◆ Work required
For the records below, tally the lines that contain "EdgeMarker" and give only that number.

◆ Material provided
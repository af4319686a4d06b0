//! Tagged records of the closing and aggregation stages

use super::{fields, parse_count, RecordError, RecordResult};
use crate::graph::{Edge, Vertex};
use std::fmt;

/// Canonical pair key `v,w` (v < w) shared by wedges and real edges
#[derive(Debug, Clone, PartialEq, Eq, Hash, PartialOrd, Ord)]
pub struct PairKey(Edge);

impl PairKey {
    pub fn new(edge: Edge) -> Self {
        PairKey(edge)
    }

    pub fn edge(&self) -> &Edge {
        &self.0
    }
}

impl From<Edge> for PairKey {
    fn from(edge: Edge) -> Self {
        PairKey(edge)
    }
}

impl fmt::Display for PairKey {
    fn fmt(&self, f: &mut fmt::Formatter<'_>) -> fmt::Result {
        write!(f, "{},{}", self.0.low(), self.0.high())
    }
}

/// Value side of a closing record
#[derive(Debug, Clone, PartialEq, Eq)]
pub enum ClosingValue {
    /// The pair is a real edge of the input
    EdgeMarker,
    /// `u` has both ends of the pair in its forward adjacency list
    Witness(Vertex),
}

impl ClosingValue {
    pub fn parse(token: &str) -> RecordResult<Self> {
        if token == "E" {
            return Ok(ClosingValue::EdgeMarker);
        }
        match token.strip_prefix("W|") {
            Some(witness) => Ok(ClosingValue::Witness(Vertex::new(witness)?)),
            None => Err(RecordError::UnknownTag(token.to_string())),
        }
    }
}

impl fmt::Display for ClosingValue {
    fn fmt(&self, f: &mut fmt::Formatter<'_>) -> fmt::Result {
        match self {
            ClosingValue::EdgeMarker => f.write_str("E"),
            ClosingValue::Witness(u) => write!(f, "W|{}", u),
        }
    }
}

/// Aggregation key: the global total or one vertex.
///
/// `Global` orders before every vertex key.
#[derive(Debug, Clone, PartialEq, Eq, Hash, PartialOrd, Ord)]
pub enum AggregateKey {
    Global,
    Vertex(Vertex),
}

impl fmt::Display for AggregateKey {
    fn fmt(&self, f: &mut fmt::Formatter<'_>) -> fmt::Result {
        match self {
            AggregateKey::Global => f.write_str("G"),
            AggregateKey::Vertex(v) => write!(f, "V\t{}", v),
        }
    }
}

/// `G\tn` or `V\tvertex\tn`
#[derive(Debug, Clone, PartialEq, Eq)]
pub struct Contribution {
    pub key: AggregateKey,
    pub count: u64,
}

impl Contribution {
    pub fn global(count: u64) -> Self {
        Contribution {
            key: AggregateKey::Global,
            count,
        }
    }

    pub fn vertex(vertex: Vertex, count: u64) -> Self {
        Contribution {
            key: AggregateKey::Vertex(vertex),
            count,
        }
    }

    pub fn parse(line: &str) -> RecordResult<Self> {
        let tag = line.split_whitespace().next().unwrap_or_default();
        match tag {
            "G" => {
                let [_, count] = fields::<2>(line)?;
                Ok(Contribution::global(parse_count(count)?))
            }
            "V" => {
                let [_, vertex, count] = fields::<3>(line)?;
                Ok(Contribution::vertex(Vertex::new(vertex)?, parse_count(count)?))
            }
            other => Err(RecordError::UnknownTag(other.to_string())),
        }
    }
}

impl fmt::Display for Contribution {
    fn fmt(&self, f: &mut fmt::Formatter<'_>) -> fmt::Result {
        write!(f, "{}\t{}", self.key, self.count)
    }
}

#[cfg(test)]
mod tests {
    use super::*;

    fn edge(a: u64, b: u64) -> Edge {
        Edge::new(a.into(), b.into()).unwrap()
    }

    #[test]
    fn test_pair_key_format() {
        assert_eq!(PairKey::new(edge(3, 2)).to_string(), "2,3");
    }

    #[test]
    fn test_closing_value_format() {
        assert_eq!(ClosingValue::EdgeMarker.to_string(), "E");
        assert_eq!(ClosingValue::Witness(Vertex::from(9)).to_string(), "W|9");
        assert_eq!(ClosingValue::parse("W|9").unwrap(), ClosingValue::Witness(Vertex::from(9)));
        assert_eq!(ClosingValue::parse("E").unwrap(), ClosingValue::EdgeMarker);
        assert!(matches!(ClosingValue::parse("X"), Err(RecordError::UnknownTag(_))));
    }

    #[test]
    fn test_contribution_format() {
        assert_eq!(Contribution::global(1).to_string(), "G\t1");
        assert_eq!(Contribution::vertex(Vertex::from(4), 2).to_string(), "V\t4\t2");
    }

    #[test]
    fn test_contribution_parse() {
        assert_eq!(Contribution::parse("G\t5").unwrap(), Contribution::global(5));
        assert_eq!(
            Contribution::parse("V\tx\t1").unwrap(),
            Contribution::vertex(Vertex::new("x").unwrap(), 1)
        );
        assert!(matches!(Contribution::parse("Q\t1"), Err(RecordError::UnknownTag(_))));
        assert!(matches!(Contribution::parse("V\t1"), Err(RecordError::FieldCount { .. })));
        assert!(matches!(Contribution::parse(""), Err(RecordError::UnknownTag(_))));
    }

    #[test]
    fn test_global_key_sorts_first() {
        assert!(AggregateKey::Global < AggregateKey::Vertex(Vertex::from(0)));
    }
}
---
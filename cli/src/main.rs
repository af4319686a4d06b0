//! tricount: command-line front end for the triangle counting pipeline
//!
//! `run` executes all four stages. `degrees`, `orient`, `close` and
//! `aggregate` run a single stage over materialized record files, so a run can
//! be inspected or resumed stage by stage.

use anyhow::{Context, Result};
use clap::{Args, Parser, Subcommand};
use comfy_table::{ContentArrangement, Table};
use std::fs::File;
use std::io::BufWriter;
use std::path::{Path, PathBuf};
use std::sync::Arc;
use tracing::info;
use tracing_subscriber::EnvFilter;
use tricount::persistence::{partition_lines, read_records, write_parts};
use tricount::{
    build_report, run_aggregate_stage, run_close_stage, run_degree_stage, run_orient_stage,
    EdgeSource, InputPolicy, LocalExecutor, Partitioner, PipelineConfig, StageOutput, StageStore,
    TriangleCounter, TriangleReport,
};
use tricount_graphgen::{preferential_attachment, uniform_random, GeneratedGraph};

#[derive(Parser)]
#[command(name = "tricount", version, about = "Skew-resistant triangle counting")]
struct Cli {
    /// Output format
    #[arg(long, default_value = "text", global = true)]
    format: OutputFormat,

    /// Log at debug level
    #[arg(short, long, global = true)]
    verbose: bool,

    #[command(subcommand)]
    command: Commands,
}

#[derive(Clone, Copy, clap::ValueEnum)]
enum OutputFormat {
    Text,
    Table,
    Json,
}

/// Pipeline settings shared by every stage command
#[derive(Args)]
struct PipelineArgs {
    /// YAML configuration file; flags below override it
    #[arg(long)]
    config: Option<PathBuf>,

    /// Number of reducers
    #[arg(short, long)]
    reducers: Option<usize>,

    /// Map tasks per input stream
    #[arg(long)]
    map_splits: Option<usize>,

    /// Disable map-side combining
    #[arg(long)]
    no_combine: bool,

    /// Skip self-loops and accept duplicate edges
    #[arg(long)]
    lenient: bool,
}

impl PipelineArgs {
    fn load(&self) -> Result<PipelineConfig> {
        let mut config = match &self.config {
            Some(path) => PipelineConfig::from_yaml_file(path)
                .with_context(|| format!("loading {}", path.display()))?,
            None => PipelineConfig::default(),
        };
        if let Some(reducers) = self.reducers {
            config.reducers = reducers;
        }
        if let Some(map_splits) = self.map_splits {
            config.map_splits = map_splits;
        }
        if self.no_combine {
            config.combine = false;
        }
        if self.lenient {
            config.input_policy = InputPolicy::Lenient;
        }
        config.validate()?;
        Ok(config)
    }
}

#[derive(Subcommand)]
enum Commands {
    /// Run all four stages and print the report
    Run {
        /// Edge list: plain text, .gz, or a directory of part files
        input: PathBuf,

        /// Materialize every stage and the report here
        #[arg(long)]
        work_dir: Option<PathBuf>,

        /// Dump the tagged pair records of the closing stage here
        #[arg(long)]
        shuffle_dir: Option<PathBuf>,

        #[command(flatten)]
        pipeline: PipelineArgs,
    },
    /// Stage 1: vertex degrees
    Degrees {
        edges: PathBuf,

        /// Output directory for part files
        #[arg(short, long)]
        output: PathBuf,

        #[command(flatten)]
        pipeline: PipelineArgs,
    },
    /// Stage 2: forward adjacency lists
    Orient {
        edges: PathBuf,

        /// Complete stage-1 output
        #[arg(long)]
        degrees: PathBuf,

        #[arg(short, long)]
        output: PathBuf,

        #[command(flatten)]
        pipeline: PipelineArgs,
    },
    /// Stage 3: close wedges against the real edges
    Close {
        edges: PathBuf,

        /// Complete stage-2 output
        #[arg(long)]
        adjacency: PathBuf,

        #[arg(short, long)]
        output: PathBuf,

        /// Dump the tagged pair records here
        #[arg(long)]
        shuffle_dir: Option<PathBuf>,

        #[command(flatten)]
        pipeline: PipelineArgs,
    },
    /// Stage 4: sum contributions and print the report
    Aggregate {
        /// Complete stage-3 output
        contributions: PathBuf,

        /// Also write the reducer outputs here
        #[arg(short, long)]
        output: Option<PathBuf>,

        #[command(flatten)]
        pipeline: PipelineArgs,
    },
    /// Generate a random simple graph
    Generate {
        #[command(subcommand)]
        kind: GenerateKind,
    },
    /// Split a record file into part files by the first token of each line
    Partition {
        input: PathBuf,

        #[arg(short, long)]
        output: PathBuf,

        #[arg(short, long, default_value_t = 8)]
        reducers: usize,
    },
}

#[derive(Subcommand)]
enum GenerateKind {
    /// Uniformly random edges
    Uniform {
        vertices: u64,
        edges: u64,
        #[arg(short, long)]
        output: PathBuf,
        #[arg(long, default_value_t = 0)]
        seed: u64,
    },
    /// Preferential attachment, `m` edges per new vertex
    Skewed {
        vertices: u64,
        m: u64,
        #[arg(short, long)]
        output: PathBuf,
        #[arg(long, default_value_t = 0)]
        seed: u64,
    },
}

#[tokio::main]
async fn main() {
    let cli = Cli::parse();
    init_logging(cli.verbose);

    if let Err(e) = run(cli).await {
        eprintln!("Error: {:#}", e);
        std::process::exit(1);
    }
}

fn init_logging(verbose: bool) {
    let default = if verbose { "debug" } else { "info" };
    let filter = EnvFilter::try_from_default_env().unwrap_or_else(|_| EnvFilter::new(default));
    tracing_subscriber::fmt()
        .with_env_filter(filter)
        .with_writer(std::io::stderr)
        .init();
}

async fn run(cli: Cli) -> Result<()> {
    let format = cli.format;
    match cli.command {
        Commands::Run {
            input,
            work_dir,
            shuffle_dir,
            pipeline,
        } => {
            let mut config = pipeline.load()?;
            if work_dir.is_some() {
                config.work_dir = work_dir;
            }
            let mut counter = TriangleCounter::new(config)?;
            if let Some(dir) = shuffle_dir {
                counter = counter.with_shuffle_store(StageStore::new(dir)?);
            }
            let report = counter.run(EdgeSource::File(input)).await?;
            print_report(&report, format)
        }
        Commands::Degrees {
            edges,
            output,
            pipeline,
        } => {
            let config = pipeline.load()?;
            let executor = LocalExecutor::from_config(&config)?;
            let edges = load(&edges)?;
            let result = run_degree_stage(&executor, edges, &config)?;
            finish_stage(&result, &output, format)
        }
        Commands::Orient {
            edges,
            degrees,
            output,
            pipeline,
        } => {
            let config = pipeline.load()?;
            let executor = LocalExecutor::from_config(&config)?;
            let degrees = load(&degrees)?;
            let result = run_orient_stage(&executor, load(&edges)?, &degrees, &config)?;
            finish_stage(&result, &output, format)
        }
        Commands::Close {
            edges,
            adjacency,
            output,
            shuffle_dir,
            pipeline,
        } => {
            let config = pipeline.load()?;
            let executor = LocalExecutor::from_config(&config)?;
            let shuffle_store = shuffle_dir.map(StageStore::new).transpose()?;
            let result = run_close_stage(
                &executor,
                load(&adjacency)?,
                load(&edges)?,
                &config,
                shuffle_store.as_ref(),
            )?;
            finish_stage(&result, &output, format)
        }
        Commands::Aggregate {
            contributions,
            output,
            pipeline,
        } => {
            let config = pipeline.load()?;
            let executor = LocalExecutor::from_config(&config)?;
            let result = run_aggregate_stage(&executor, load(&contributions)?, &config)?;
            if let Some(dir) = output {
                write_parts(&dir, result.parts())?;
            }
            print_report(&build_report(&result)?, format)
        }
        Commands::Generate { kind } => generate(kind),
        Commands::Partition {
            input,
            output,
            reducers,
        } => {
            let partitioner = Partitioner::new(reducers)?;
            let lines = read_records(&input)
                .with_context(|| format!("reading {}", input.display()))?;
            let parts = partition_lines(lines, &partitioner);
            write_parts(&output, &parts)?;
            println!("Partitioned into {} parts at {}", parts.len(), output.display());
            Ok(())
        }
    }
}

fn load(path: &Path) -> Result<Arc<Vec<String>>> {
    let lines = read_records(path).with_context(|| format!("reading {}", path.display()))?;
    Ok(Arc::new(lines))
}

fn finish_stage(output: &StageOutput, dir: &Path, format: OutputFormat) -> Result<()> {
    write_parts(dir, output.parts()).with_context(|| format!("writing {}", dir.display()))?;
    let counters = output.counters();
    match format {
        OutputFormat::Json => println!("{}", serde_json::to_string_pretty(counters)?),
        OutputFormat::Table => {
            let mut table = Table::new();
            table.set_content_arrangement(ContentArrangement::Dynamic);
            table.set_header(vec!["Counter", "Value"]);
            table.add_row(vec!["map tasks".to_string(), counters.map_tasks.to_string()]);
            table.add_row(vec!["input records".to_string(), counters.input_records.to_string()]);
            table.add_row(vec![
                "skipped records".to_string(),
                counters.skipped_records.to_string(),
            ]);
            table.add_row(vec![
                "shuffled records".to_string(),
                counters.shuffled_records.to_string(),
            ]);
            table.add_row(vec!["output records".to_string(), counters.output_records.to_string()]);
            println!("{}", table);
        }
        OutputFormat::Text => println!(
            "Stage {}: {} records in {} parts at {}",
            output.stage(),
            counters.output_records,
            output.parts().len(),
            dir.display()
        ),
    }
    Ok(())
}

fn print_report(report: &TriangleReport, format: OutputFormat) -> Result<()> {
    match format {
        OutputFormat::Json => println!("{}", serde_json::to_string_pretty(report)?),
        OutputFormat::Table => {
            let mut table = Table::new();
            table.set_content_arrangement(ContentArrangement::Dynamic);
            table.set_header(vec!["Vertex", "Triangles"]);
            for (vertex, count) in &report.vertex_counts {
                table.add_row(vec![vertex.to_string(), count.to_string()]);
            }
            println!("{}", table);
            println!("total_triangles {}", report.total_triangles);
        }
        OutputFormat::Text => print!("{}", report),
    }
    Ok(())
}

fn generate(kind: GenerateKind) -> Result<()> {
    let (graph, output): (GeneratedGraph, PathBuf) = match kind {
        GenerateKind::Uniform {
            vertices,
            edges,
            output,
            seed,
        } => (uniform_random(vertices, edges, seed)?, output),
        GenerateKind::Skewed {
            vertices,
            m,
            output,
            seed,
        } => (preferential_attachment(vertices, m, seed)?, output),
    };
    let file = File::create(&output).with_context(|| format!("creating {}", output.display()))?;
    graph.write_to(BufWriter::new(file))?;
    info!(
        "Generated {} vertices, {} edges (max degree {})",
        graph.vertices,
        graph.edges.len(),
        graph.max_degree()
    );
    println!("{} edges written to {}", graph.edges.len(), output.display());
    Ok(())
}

◆ Solution to this problem
5